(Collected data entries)
####################
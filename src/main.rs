use actix_cors::Cors;
use actix_web::{middleware::Logger, web, App, HttpServer};
use std::io;
use tracing_subscriber::{layer::SubscriberExt, util::SubscriberInitExt};

use feed_service::db;
use feed_service::handlers;
use feed_service::security::jwt::JwtSigner;
use feed_service::services::{FeedService, MediaStore, PostService, ReactionService, VideoProbe};
use feed_service::Config;

#[actix_web::main]
async fn main() -> io::Result<()> {
    // Initialize tracing
    tracing_subscriber::registry()
        .with(
            tracing_subscriber::EnvFilter::try_from_default_env()
                .unwrap_or_else(|_| "info,actix_web=debug,sqlx=debug".into()),
        )
        .with(tracing_subscriber::fmt::layer())
        .init();

    // Load configuration
    let config = match Config::from_env() {
        Ok(cfg) => cfg,
        Err(e) => {
            tracing::error!("Configuration loading failed: {}", e);
            eprintln!("ERROR: Failed to load configuration: {}", e);
            std::process::exit(1);
        }
    };

    tracing::info!("Starting feed-service v{}", env!("CARGO_PKG_VERSION"));
    tracing::info!("Environment: {}", config.app.env);

    // Database pool + embedded migrations
    let pool = db::create_pool(&config.database.url, config.database.max_connections)
        .await
        .map_err(|e| io::Error::other(format!("failed to create database pool: {e}")))?;

    db::run_migrations(&pool)
        .await
        .map_err(|e| io::Error::other(format!("failed to run migrations: {e}")))?;

    tracing::info!("Connected to database, migrations applied");

    let media = MediaStore::new(&config.media.upload_dir);
    media.ensure_root().await?;

    let signer = JwtSigner::new(&config.auth);
    let probe = VideoProbe::new(&config.probe);
    let reactions = ReactionService::new(pool.clone());
    let posts = PostService::new(pool.clone());
    let feed = FeedService::new(pool.clone());

    let pool_data = web::Data::new(pool);
    let media_data = web::Data::new(media);
    let signer_data = web::Data::new(signer);
    let probe_data = web::Data::new(probe);
    let reactions_data = web::Data::new(reactions);
    let posts_data = web::Data::new(posts);
    let feed_data = web::Data::new(feed);

    let bind_address = format!("{}:{}", config.app.host, config.app.port);
    tracing::info!("Starting HTTP server at {}", bind_address);

    HttpServer::new(move || {
        App::new()
            .app_data(pool_data.clone())
            .app_data(media_data.clone())
            .app_data(signer_data.clone())
            .app_data(probe_data.clone())
            .app_data(reactions_data.clone())
            .app_data(posts_data.clone())
            .app_data(feed_data.clone())
            .wrap(Cors::permissive())
            .wrap(Logger::default())
            .wrap(tracing_actix_web::TracingLogger::default())
            .route("/health", web::get().to(handlers::health))
            // User directory
            .route("/users", web::post().to(handlers::register))
            .route("/users", web::get().to(handlers::list_users))
            .route("/users/{id}", web::get().to(handlers::get_user))
            .route("/users/{id}", web::put().to(handlers::update_user))
            .route("/users/{id}", web::delete().to(handlers::delete_user))
            .route("/login", web::post().to(handlers::login))
            // Posts & feed
            .route("/posts/{user_id}", web::post().to(handlers::create_post))
            .route("/posts", web::get().to(handlers::get_feed))
            // Reactions
            .route(
                "/posts/{post_id}/like/{user_id}",
                web::post().to(handlers::like_post),
            )
            .route(
                "/posts/{post_id}/like/{user_id}",
                web::delete().to(handlers::unlike_post),
            )
            .route(
                "/posts/{post_id}/dislike/{user_id}",
                web::post().to(handlers::dislike_post),
            )
            .route(
                "/posts/{post_id}/dislike/{user_id}",
                web::delete().to(handlers::undislike_post),
            )
            // Uploads
            .route("/upload", web::post().to(handlers::upload_file))
            .route("/uploads/{name}", web::get().to(handlers::serve_upload))
            // Video metadata
            .route("/api/video-info", web::post().to(handlers::video_info))
    })
    .bind(&bind_address)?
    .run()
    .await
}
/// User endpoints: registration, login and profile CRUD
use actix_web::{web, HttpResponse};
use serde::{Deserialize, Serialize};
use sqlx::PgPool;
use uuid::Uuid;
use validator::Validate;

use crate::db::user_repo;
use crate::error::{is_unique_violation, AppError, Result};
use crate::models::UserSummary;
use crate::security::jwt::JwtSigner;
use crate::security::password;

#[derive(Debug, Deserialize, Validate)]
pub struct RegisterRequest {
    #[validate(length(min = 1, max = 50))]
    pub name: String,
    pub age: Option<i32>,
    #[validate(email)]
    pub email: String,
    #[validate(length(min = 8))]
    pub password: String,
}

#[derive(Debug, Deserialize)]
pub struct LoginRequest {
    pub email: String,
    pub password: String,
}

#[derive(Debug, Serialize)]
pub struct AuthResponse {
    #[serde(flatten)]
    pub user: UserSummary,
    pub token: String,
}

#[derive(Debug, Deserialize)]
pub struct UpdateUserRequest {
    pub name: Option<String>,
    pub age: Option<i32>,
    pub email: Option<String>,
    pub password: Option<String>,
    pub avatar: Option<String>,
}

/// Register a new user
/// POST /users
pub async fn register(
    pool: web::Data<PgPool>,
    signer: web::Data<JwtSigner>,
    req: web::Json<RegisterRequest>,
) -> Result<HttpResponse> {
    req.validate()?;

    if user_repo::email_exists(&pool, &req.email).await? {
        return Err(AppError::Conflict("email already registered".to_string()));
    }

    let password_hash = password::hash_password(&req.password)?;

    let user = match user_repo::create_user(&pool, &req.name, req.age, &req.email, &password_hash)
        .await
    {
        Ok(user) => user,
        // Registration raced another request for the same email
        Err(e) if is_unique_violation(&e) => {
            return Err(AppError::Conflict("email already registered".to_string()))
        }
        Err(e) => return Err(e.into()),
    };

    let token = signer.issue(user.id)?;

    tracing::info!(user_id = %user.id, "user registered");

    Ok(HttpResponse::Created().json(AuthResponse {
        user: user.into(),
        token,
    }))
}

/// Exchange credentials for a token
/// POST /login
pub async fn login(
    pool: web::Data<PgPool>,
    signer: web::Data<JwtSigner>,
    req: web::Json<LoginRequest>,
) -> Result<HttpResponse> {
    let user = user_repo::find_by_email(&pool, &req.email)
        .await?
        .ok_or_else(|| AppError::Authentication("invalid credentials".to_string()))?;

    if !password::verify_password(&req.password, &user.password_hash)? {
        return Err(AppError::Authentication("invalid credentials".to_string()));
    }

    let token = signer.issue(user.id)?;

    Ok(HttpResponse::Ok().json(AuthResponse {
        user: user.into(),
        token,
    }))
}

/// List all users
/// GET /users
pub async fn list_users(pool: web::Data<PgPool>) -> Result<HttpResponse> {
    let users = user_repo::list_users(&pool).await?;
    let summaries: Vec<UserSummary> = users.into_iter().map(UserSummary::from).collect();

    Ok(HttpResponse::Ok().json(summaries))
}

/// Fetch one user
/// GET /users/{id}
pub async fn get_user(pool: web::Data<PgPool>, path: web::Path<Uuid>) -> Result<HttpResponse> {
    let user = user_repo::find_by_id(&pool, *path)
        .await?
        .ok_or_else(|| AppError::NotFound("user not found".to_string()))?;

    Ok(HttpResponse::Ok().json(UserSummary::from(user)))
}

/// Partial profile update; blank fields are ignored
/// PUT /users/{id}
pub async fn update_user(
    pool: web::Data<PgPool>,
    path: web::Path<Uuid>,
    req: web::Json<UpdateUserRequest>,
) -> Result<HttpResponse> {
    let req = req.into_inner();

    let name = req.name.as_deref().filter(|s| !s.trim().is_empty());
    let email = req.email.as_deref().filter(|s| !s.trim().is_empty());
    let avatar = req.avatar.as_deref().filter(|s| !s.trim().is_empty());
    // age 0 means "leave unchanged", a contract kept for existing clients
    let age = req.age.filter(|a| *a != 0);

    let password_hash = match req.password.as_deref().filter(|s| !s.trim().is_empty()) {
        Some(raw) => Some(password::hash_password(raw)?),
        None => None,
    };

    let user = user_repo::update_user(
        &pool,
        *path,
        name,
        age,
        email,
        password_hash.as_deref(),
        avatar,
    )
    .await?
    .ok_or_else(|| AppError::NotFound("user not found".to_string()))?;

    Ok(HttpResponse::Ok().json(UserSummary::from(user)))
}

/// Delete a user
/// DELETE /users/{id}
pub async fn delete_user(pool: web::Data<PgPool>, path: web::Path<Uuid>) -> Result<HttpResponse> {
    if user_repo::delete_user(&pool, *path).await? {
        Ok(HttpResponse::NoContent().finish())
    } else {
        Err(AppError::NotFound("user not found".to_string()))
    }
}
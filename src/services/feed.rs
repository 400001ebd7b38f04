/// Feed assembly: paginated posts enriched with author summaries and,
/// when a viewer is known, their current reaction flags.
use crate::db::{interaction_repo, post_repo, user_repo};
use crate::error::Result;
use crate::models::{decode_image_refs, Post, Reaction, UserSummary};
use chrono::{DateTime, Utc};
use serde::Serialize;
use sqlx::PgPool;
use uuid::Uuid;

pub const DEFAULT_PAGE: i64 = 0;
pub const DEFAULT_LIMIT: i64 = 10;

#[derive(Debug, Serialize)]
pub struct FeedItem {
    pub id: Uuid,
    pub author: Option<UserSummary>,
    pub content: String,
    pub images: Vec<String>,
    pub video_url: Option<String>,
    pub likes_count: i32,
    pub unlikes_count: i32,
    pub comments_count: i32,
    pub post_kind: i32,
    pub category_id: Option<i32>,
    pub viewer_liked: bool,
    pub viewer_disliked: bool,
    pub created_at: DateTime<Utc>,
}

#[derive(Clone)]
pub struct FeedService {
    pool: PgPool,
}

impl FeedService {
    pub fn new(pool: PgPool) -> Self {
        Self { pool }
    }

    /// Assemble one feed page. `category_id = 0` means "no category filter",
    /// matching the clients this API grew up with. Ordering comes from the
    /// post store (newest first) and is preserved.
    pub async fn get_feed(
        &self,
        viewer_id: Option<Uuid>,
        filter_user_id: Option<Uuid>,
        category_id: Option<i32>,
        page: Option<i64>,
        limit: Option<i64>,
    ) -> Result<Vec<FeedItem>> {
        let page = page.unwrap_or(DEFAULT_PAGE).max(0);
        let limit = limit.unwrap_or(DEFAULT_LIMIT).max(0);
        let category = category_id.filter(|c| *c != 0);

        let posts =
            post_repo::list_page(&self.pool, filter_user_id, category, page, limit).await?;

        let mut items = Vec::with_capacity(posts.len());
        for post in posts {
            items.push(self.enrich(post, viewer_id).await?);
        }

        Ok(items)
    }

    // One author lookup and one interaction lookup per post. Fine at this
    // scale; batch variants are the upgrade path if feeds grow.
    async fn enrich(&self, post: Post, viewer_id: Option<Uuid>) -> Result<FeedItem> {
        let author = user_repo::find_by_id(&self.pool, post.user_id)
            .await?
            .map(UserSummary::from);

        let (viewer_liked, viewer_disliked) = match viewer_id {
            Some(viewer) => {
                let interaction =
                    interaction_repo::find_by_pair(&self.pool, viewer, post.id).await?;
                match interaction.map(|i| i.reaction) {
                    Some(Reaction::Like) => (true, false),
                    Some(Reaction::Dislike) => (false, true),
                    None => (false, false),
                }
            }
            None => (false, false),
        };

        Ok(FeedItem {
            id: post.id,
            author,
            content: post.content,
            images: decode_image_refs(post.images.as_deref()),
            video_url: post.video_url,
            likes_count: post.likes_count,
            unlikes_count: post.unlikes_count,
            comments_count: post.comments_count,
            post_kind: post.post_kind as i32,
            category_id: post.category_id,
            viewer_liked,
            viewer_disliked,
            created_at: post.created_at,
        })
    }
}
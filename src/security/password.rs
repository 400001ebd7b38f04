/// Password hashing and verification using Argon2id
use crate::error::{AppError, Result};
use argon2::{
    password_hash::{rand_core::OsRng, PasswordHash, PasswordHasher, PasswordVerifier, SaltString},
    Argon2,
};

/// Hash a password with a per-password random salt. Returns a PHC-formatted
/// string safe for database storage.
pub fn hash_password(password: &str) -> Result<String> {
    let salt = SaltString::generate(&mut OsRng);

    Argon2::default()
        .hash_password(password.as_bytes(), &salt)
        .map(|hash| hash.to_string())
        .map_err(|e| AppError::Internal(format!("Password hashing failed: {}", e)))
}

/// Verify a password against its stored hash.
pub fn verify_password(password: &str, password_hash: &str) -> Result<bool> {
    let parsed_hash = PasswordHash::new(password_hash)
        .map_err(|e| AppError::Internal(format!("Invalid password hash format: {}", e)))?;

    match Argon2::default().verify_password(password.as_bytes(), &parsed_hash) {
        Ok(_) => Ok(true),
        Err(argon2::password_hash::Error::Password) => Ok(false),
        Err(e) => Err(AppError::Internal(format!(
            "Password verification failed: {}",
            e
        ))),
    }
}

#[cfg(test)]
mod tests {
    use super::*;

    #[test]
    fn test_hash_and_verify() {
        let hash = hash_password("correct horse battery staple").expect("should hash");
        assert!(verify_password("correct horse battery staple", &hash).expect("should verify"));
    }

    #[test]
    fn test_verify_wrong_password() {
        let hash = hash_password("correct horse battery staple").expect("should hash");
        assert!(!verify_password("wrong password", &hash).expect("verification should succeed"));
    }

    #[test]
    fn test_different_hashes_for_same_password() {
        let hash1 = hash_password("same input").expect("should hash");
        let hash2 = hash_password("same input").expect("should hash");
        assert_ne!(hash1, hash2);
    }
}
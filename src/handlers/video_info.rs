/// Video metadata endpoint backed by the yt-dlp probe
use actix_web::{web, HttpResponse};
use serde::{Deserialize, Serialize};

use crate::error::{AppError, Result};
use crate::services::{ProbeError, VideoProbe};

#[derive(Debug, Deserialize)]
pub struct VideoUrlRequest {
    pub url: String,
}

#[derive(Debug, Serialize)]
struct ParseFailureResponse {
    error: String,
    /// Raw probe output, echoed on parse failure as a debugging aid.
    raw_output: String,
}

/// Extract title/formats for a video URL
/// POST /api/video-info
pub async fn video_info(
    probe: web::Data<VideoProbe>,
    req: web::Json<VideoUrlRequest>,
) -> Result<HttpResponse> {
    let url = req.url.trim();
    if url.is_empty() {
        return Err(AppError::BadRequest("video URL cannot be empty".to_string()));
    }

    match probe.probe(url).await {
        Ok(info) => Ok(HttpResponse::Ok().json(info)),
        Err(ProbeError::Parse { source, raw }) => {
            tracing::error!(error = %source, "failed to parse probe output");
            Ok(HttpResponse::InternalServerError().json(ParseFailureResponse {
                error: format!("failed to parse probe output: {}", source),
                raw_output: raw,
            }))
        }
        Err(e) => {
            tracing::error!(error = %e, url, "video probe failed");
            Err(AppError::Upstream(e.to_string()))
        }
    }
}
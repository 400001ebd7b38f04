/// Interaction repository - one row per (user, post) pair
///
/// The pair is protected by a UNIQUE constraint; callers treat a 23505
/// violation on insert as "already reacted", not as a storage failure.
use crate::models::{Interaction, Reaction};
use chrono::Utc;
use sqlx::{PgConnection, PgPool};
use uuid::Uuid;

pub async fn find_by_pair(
    pool: &PgPool,
    user_id: Uuid,
    post_id: Uuid,
) -> Result<Option<Interaction>, sqlx::Error> {
    sqlx::query_as::<_, Interaction>(
        r#"
        SELECT id, user_id, post_id, reaction, updated_at
        FROM post_interactions
        WHERE user_id = $1 AND post_id = $2
        "#,
    )
    .bind(user_id)
    .bind(post_id)
    .fetch_optional(pool)
    .await
}

/// Pair lookup with a row lock, serializing concurrent reactions on the same
/// (user, post) pair for the duration of the transaction.
pub async fn find_by_pair_for_update(
    conn: &mut PgConnection,
    user_id: Uuid,
    post_id: Uuid,
) -> Result<Option<Interaction>, sqlx::Error> {
    sqlx::query_as::<_, Interaction>(
        r#"
        SELECT id, user_id, post_id, reaction, updated_at
        FROM post_interactions
        WHERE user_id = $1 AND post_id = $2
        FOR UPDATE
        "#,
    )
    .bind(user_id)
    .bind(post_id)
    .fetch_optional(conn)
    .await
}

pub async fn insert(
    conn: &mut PgConnection,
    user_id: Uuid,
    post_id: Uuid,
    reaction: Reaction,
) -> Result<Interaction, sqlx::Error> {
    let id = Uuid::new_v4();
    let now = Utc::now();

    sqlx::query_as::<_, Interaction>(
        r#"
        INSERT INTO post_interactions (id, user_id, post_id, reaction, updated_at)
        VALUES ($1, $2, $3, $4, $5)
        RETURNING id, user_id, post_id, reaction, updated_at
        "#,
    )
    .bind(id)
    .bind(user_id)
    .bind(post_id)
    .bind(reaction)
    .bind(now)
    .fetch_one(conn)
    .await
}

pub async fn set_reaction(
    conn: &mut PgConnection,
    interaction_id: Uuid,
    reaction: Reaction,
) -> Result<(), sqlx::Error> {
    sqlx::query(
        r#"
        UPDATE post_interactions
        SET reaction = $1, updated_at = $2
        WHERE id = $3
        "#,
    )
    .bind(reaction)
    .bind(Utc::now())
    .bind(interaction_id)
    .execute(conn)
    .await?;

    Ok(())
}

pub async fn delete(conn: &mut PgConnection, interaction_id: Uuid) -> Result<(), sqlx::Error> {
    sqlx::query("DELETE FROM post_interactions WHERE id = $1")
        .bind(interaction_id)
        .execute(conn)
        .await?;

    Ok(())
}

/// True ledger count for a post and reaction, for reconciliation checks.
pub async fn count_by_post_and_reaction(
    pool: &PgPool,
    post_id: Uuid,
    reaction: Reaction,
) -> Result<i64, sqlx::Error> {
    sqlx::query_scalar::<_, i64>(
        r#"
        SELECT COUNT(*) FROM post_interactions
        WHERE post_id = $1 AND reaction = $2
        "#,
    )
    .bind(post_id)
    .bind(reaction)
    .fetch_one(pool)
    .await
}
####################
◆ The task: A single number is the whole answer: how many lines in the data above hold the string "struct".

◆ Solution for this exercise: 8